What the task asks:
Your answer should be every line of the records that contains the word "debug".

*** The records

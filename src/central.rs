//! The PTU central.
//!
//! [`Central`] is the single owner of the peer registry, the connection
//! session and the flow controller. Everything that changes them goes
//! through it: stack events (see [`crate::dispatcher`]), operator commands
//! and ticks. Calls into the stack never block; their completions come back
//! as events.

use bytes::Bytes;
use tracing::{debug, error, info, warn};

use crate::ble::characteristics::{AttributeTarget, CccdChange, WptCharacteristic, WriteMode};
use crate::ble::connection::{ConnectionSession, ConnectionState};
use crate::ble::stack::{BleStack, PowerControl, StatusIndicator};
use crate::command::{FlowController, GattIntent, Opcode, Origin, PendingCommand};
use crate::config::PtuConfig;
use crate::console::{OperatorCommand, HELP_TEXT};
use crate::error::{Error, Result};
use crate::power::{PowerPolicy, SleepDepth};
use crate::registry::DeviceRegistry;
use crate::ticker::{TickAction, Ticker};
use crate::utils::hex_bytes;

/// BLE central context of the PTU.
pub struct Central<S, P, L> {
    pub(crate) config: PtuConfig,
    pub(crate) stack: S,
    pub(crate) power: P,
    pub(crate) indicator: L,
    pub(crate) registry: DeviceRegistry,
    pub(crate) session: ConnectionSession,
    pub(crate) flow: FlowController,
    pub(crate) ticker: Ticker,
    pub(crate) power_policy: PowerPolicy,
    /// Continuous PRU Dynamic Parameter read enabled by the operator.
    pub(crate) polling: bool,
    /// Hibernate entered, waiting for [`Central::wake`].
    pub(crate) hibernating: bool,
    pub(crate) indicator_on: bool,
}

impl<S, P, L> Central<S, P, L>
where
    S: BleStack,
    P: PowerControl,
    L: StatusIndicator,
{
    /// Create a central in the `Idle` state.
    ///
    /// Nothing happens until the stack reports `StackReady`.
    pub fn new(config: PtuConfig, stack: S, power: P, indicator: L) -> Self {
        let registry = DeviceRegistry::new(config.registry_capacity);
        Self {
            config,
            stack,
            power,
            indicator,
            registry,
            session: ConnectionSession::new(),
            flow: FlowController::new(),
            ticker: Ticker::new(),
            power_policy: PowerPolicy::new(),
            polling: false,
            hibernating: false,
            indicator_on: false,
        }
    }

    /// Get the configuration.
    pub fn config(&self) -> &PtuConfig {
        &self.config
    }

    /// Get the peer registry.
    pub fn registry(&self) -> &DeviceRegistry {
        &self.registry
    }

    /// Get the connection session.
    pub fn session(&self) -> &ConnectionSession {
        &self.session
    }

    /// Get the current connection state.
    pub fn state(&self) -> ConnectionState {
        self.session.state
    }

    /// Get the flow controller.
    pub fn flow(&self) -> &FlowController {
        &self.flow
    }

    /// Check if continuous dynamic read is enabled.
    pub fn is_polling(&self) -> bool {
        self.polling
    }

    /// Check if the central is hibernating.
    pub fn is_hibernating(&self) -> bool {
        self.hibernating
    }

    /// Number of ticks handled.
    pub fn tick_count(&self) -> u64 {
        self.ticker.count()
    }

    /// Check if the status indicator is lit.
    pub fn indicator_on(&self) -> bool {
        self.indicator_on
    }

    /// Get the BLE stack.
    pub fn stack(&self) -> &S {
        &self.stack
    }

    /// Get the BLE stack for modification.
    pub fn stack_mut(&mut self) -> &mut S {
        &mut self.stack
    }

    /// Get the power control.
    pub fn power(&self) -> &P {
        &self.power
    }

    /// Get the status indicator.
    pub fn indicator(&self) -> &L {
        &self.indicator
    }

    /// Handle one operator command.
    ///
    /// Attribute-protocol commands are parked in the operator slot and
    /// issued as soon as the link is free. Errors leave the state as it was.
    pub fn handle_command(&mut self, command: OperatorCommand) -> Result<()> {
        debug!("Operator command: {:?}", command);

        let result = match command {
            OperatorCommand::Help => {
                info!("\n{}", HELP_TEXT);
                Ok(())
            }
            OperatorCommand::SelectPeer(digit) => self.select_peer(digit as usize),
            OperatorCommand::Connect => self.connect(),
            OperatorCommand::CancelConnect => self.cancel_connect(),
            OperatorCommand::Disconnect => self.disconnect(),
            OperatorCommand::StartDiscovery => {
                self.polling = false;
                if let Some(dropped) = self.flow.clear_auto() {
                    debug!("Discarding auto intent '{}'", dropped);
                }
                self.submit_operator(GattIntent::Discover)
            }
            OperatorCommand::EnableAlertNotifications
            | OperatorCommand::EnableAlertIndications
            | OperatorCommand::DisableAlert
            | OperatorCommand::ReadStaticParameters
            | OperatorCommand::ReadDynamicParameters
            | OperatorCommand::EnableCharging
            | OperatorCommand::DisableCharging => match command.gatt_intent() {
                Some(intent) => self.submit_operator(intent),
                None => Ok(()),
            },
            OperatorCommand::StartDynamicPolling => {
                self.polling = true;
                info!("Continuous {} read enabled", WptCharacteristic::PruDynamic);
                Ok(())
            }
            OperatorCommand::StopDynamicPolling => {
                self.polling = false;
                info!("Continuous {} read disabled", WptCharacteristic::PruDynamic);
                Ok(())
            }
        };

        self.pump();
        result
    }

    /// Run one loop iteration after events and commands were handled.
    ///
    /// Handles the tick if one was taken, issues whatever the link is free
    /// for, then applies the power policy.
    pub fn step(&mut self, tick: bool) -> SleepDepth {
        if tick {
            self.on_tick();
        }
        self.pump();

        if self.hibernating {
            return SleepDepth::Hibernate;
        }

        let idle = self.session.hibernate_requested && self.session.state == ConnectionState::Idle;
        let depth = self
            .power_policy
            .evaluate(&mut self.power, self.stack.link_state(), idle);

        if depth == SleepDepth::Hibernate {
            self.session.hibernate_requested = false;
            self.hibernating = true;
            self.set_indicator(false);
        }
        depth
    }

    /// Leave hibernation and scan again.
    pub fn wake(&mut self) -> Result<()> {
        if !self.hibernating {
            return Ok(());
        }
        info!("Wake up");
        // Events handled while hibernating may already have moved the session
        if self.session.state == ConnectionState::Idle {
            self.start_scanning()?;
        }
        self.hibernating = false;
        Ok(())
    }

    /// Issue parked intents while the link is free.
    pub fn pump(&mut self) {
        while let Some((intent, origin)) = self.flow.next_ready() {
            if !self.session.state.is_connected() {
                debug!("Dropping {} intent '{}': not connected", origin, intent);
                continue;
            }
            if let Err(e) = self.issue(intent, origin) {
                warn!("Failed to {}: {}", intent, e);
            }
        }
    }

    fn select_peer(&mut self, index: usize) -> Result<()> {
        let index = self.registry.validate_selection(index)?;
        self.session.selected_peer = Some(index);
        if let Some(peer) = self.registry.get(index) {
            info!("Selected peer #{}: {}", index, peer.address());
        }
        Ok(())
    }

    fn connect(&mut self) -> Result<()> {
        if self.session.state != ConnectionState::Scanning {
            return Err(self.invalid_state("connect"));
        }
        let index = self.session.selected_peer.ok_or(Error::NoPeerSelected)?;
        let address = *self
            .registry
            .get(index)
            .ok_or(Error::InvalidPeerIndex {
                index,
                count: self.registry.count(),
            })?
            .address();

        self.stack.stop_scan()?;
        self.session.connect_intent = true;
        self.session.rescan_on_stop = false;
        info!("Stopping scan to connect to peer #{} ({})", index, address);
        self.transition(ConnectionState::Connecting);
        Ok(())
    }

    fn cancel_connect(&mut self) -> Result<()> {
        if self.session.state != ConnectionState::Connecting {
            return Err(self.invalid_state("cancel connect"));
        }

        if self.session.connect_issued {
            self.stack.cancel_connect()?;
            self.session.clear_link();
            info!("Connection request cancelled");
            self.rescan();
            Ok(())
        } else {
            // Scan stop still in flight
            self.session.connect_intent = false;
            self.session.rescan_on_stop = true;
            info!("Connection request cancelled");
            self.transition(ConnectionState::Scanning);
            Ok(())
        }
    }

    fn disconnect(&mut self) -> Result<()> {
        if !self.session.state.is_connected() {
            return Err(Error::NotConnected);
        }
        self.stack.disconnect()?;
        info!("Disconnecting");
        Ok(())
    }

    fn submit_operator(&mut self, intent: GattIntent) -> Result<()> {
        if !self.session.state.is_connected() {
            return Err(Error::NotConnected);
        }
        self.flow.submit(intent, Origin::Operator)?;
        if self.flow.is_awaiting_response() {
            info!("'{}' deferred until the outstanding response arrives", intent);
        }
        Ok(())
    }

    /// Resolve an intent against the session and hand it to the stack.
    ///
    /// Shadows are committed only once the stack accepted the request. The
    /// gate closes for every request that expects a response.
    fn issue(&mut self, intent: GattIntent, origin: Origin) -> Result<()> {
        let handles = self.session.handles;

        let pending = match intent {
            GattIntent::Discover => {
                self.stack.discover_services()?;
                info!("Discovering services");
                Some(PendingCommand::new(Opcode::DiscoverServices, None, origin))
            }
            GattIntent::Read(characteristic) => {
                let target = AttributeTarget::value(characteristic, &handles);
                self.stack.read_characteristic(target)?;
                debug!("Reading {}", target);
                Some(PendingCommand::new(
                    Opcode::ReadCharacteristic,
                    Some(target),
                    origin,
                ))
            }
            GattIntent::AlertCccd(change) => {
                let target = AttributeTarget::alert_cccd(&handles);
                let mut cccd = self.session.alert_cccd;
                let value = change.apply(&mut cccd).to_bytes();
                self.stack.set_descriptor(target, &value)?;
                self.session.alert_cccd = cccd;
                info!("{} CCCD <- {}", target, hex_bytes(&value));

                let opcode = match change {
                    CccdChange::EnableIndications => Opcode::SetIndicateDescriptor,
                    CccdChange::EnableNotifications | CccdChange::Disable => {
                        Opcode::SetNotifyDescriptor
                    }
                };
                Some(
                    PendingCommand::new(opcode, Some(target), origin)
                        .with_payload(Bytes::copy_from_slice(&value)),
                )
            }
            GattIntent::Charge(change) => {
                let index = self.session.active_peer.ok_or(Error::NotConnected)?;
                let peer = self.registry.get_mut(index).ok_or(Error::NotConnected)?;

                let mut control = *peer.control();
                control.apply(change);
                let payload = control.to_bytes();
                let target = AttributeTarget::value(WptCharacteristic::PruControl, &handles);
                let mode = self.config.control_write_mode;

                self.stack.write_characteristic(target, &payload, mode)?;
                *peer.control_mut() = control;
                info!("{} <- {}", target, hex_bytes(&payload));

                match mode {
                    WriteMode::WithResponse => Some(
                        PendingCommand::new(Opcode::WriteCharacteristic, Some(target), origin)
                            .with_payload(payload),
                    ),
                    WriteMode::WithoutResponse => None,
                }
            }
        };

        if let Some(pending) = pending {
            self.flow.begin(pending);
        }
        Ok(())
    }

    fn on_tick(&mut self) {
        let state = self.session.state;
        let gate_held = self.flow.is_awaiting_response();

        match self.ticker.on_tick(state, self.polling, gate_held) {
            TickAction::ToggleIndicator => self.set_indicator(!self.indicator_on),
            TickAction::RequestDynamicRead => {
                let read = GattIntent::Read(WptCharacteristic::PruDynamic);
                if let Err(e) = self.flow.submit(read, Origin::Auto) {
                    warn!("Failed to queue {}: {}", read, e);
                }
            }
            TickAction::Idle => self.set_indicator(state.is_connected()),
        }
    }

    /// Scan again after a link or a connect attempt ended.
    ///
    /// If the stack refuses, the session powers down to `Idle` with
    /// hibernate requested so the next wake retries.
    pub(crate) fn rescan(&mut self) {
        if self.start_scanning().is_err() {
            self.transition(ConnectionState::Idle);
            self.session.hibernate_requested = true;
        }
    }

    /// Start scanning and enter `Scanning`.
    pub(crate) fn start_scanning(&mut self) -> Result<()> {
        self.session.hibernate_requested = false;
        self.session.rescan_on_stop = false;
        match self.stack.start_scan() {
            Ok(()) => {
                self.transition(ConnectionState::Scanning);
                Ok(())
            }
            Err(e) => {
                error!("Failed to start scanning: {}", e);
                Err(e)
            }
        }
    }

    pub(crate) fn transition(&mut self, to: ConnectionState) {
        let from = self.session.state;
        if from != to {
            info!("State: {} -> {}", from, to);
        }
        self.session.state = to;

        match to {
            ConnectionState::Connected => self.set_indicator(true),
            // Blinks on ticks
            ConnectionState::Scanning => {}
            _ => self.set_indicator(false),
        }
    }

    pub(crate) fn set_indicator(&mut self, on: bool) {
        if self.indicator_on != on {
            self.indicator.set(on);
            self.indicator_on = on;
        }
    }

    fn invalid_state(&self, operation: &'static str) -> Error {
        Error::InvalidState {
            operation,
            state: self.session.state.to_string(),
        }
    }
}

******

Reply to the task:
use tracing::{debug, error, info, warn};
        debug!("Operator command: {:?}", command);
                    debug!("Discarding auto intent '{}'", dropped);
                debug!("Dropping {} intent '{}': not connected", origin, intent);
                debug!("Reading {}", target);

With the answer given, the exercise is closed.